=== Recorded information ===

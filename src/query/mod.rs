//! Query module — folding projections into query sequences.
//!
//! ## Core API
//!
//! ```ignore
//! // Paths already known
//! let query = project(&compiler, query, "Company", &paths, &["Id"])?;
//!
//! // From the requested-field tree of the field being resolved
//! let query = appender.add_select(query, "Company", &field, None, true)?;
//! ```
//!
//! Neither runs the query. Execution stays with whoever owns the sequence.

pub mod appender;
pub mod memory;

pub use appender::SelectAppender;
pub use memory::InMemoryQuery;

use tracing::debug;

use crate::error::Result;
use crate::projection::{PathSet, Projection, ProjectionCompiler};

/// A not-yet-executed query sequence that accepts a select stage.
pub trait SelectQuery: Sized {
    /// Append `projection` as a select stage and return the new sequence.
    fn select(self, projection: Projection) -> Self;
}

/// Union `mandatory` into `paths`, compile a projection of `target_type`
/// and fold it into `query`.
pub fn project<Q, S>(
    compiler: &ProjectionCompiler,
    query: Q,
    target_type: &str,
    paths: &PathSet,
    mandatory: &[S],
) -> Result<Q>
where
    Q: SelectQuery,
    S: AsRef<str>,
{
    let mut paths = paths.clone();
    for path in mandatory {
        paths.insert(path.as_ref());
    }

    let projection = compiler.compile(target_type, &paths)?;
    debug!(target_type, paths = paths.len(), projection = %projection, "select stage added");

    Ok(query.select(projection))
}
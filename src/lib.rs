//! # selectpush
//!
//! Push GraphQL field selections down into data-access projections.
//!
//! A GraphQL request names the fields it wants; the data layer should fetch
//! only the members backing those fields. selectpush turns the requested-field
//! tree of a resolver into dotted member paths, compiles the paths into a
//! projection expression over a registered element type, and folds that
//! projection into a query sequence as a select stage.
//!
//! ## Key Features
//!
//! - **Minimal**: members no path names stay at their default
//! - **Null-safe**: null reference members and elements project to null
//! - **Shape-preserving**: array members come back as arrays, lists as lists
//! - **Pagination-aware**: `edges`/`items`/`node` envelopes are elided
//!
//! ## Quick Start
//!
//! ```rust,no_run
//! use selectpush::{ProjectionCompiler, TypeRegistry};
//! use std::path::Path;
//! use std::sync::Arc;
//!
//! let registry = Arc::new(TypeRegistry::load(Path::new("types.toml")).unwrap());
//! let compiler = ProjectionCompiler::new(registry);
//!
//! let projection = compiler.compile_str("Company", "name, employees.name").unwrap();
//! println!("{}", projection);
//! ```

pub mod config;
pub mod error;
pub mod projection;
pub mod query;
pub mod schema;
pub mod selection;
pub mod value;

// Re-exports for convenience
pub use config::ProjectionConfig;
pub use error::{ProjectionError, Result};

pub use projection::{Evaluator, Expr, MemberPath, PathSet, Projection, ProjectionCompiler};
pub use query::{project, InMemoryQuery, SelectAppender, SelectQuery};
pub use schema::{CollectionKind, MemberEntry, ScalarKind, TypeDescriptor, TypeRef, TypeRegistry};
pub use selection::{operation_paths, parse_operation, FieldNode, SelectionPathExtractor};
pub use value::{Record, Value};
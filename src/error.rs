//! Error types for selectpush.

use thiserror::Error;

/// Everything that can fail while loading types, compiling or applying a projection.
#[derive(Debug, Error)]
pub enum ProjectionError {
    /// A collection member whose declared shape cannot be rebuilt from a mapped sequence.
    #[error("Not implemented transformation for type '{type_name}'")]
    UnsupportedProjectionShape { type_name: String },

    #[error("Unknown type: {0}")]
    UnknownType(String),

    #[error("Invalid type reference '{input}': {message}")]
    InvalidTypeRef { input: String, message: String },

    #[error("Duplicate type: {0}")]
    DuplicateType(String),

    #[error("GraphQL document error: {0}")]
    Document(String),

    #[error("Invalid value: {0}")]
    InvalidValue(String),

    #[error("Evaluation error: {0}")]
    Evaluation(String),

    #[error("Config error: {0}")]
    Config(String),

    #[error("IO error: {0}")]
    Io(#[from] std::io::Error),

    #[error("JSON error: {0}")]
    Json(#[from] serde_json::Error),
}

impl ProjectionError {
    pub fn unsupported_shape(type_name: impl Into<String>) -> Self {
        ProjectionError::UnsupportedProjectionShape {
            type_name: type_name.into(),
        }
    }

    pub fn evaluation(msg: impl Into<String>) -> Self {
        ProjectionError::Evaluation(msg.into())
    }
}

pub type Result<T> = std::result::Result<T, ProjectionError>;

===

_Work request_
List all lines from the entries that include the word "InMemoryQuery".

_Solution to this task_
pub use memory::InMemoryQuery;
pub use query::{project, InMemoryQuery, SelectAppender, SelectQuery};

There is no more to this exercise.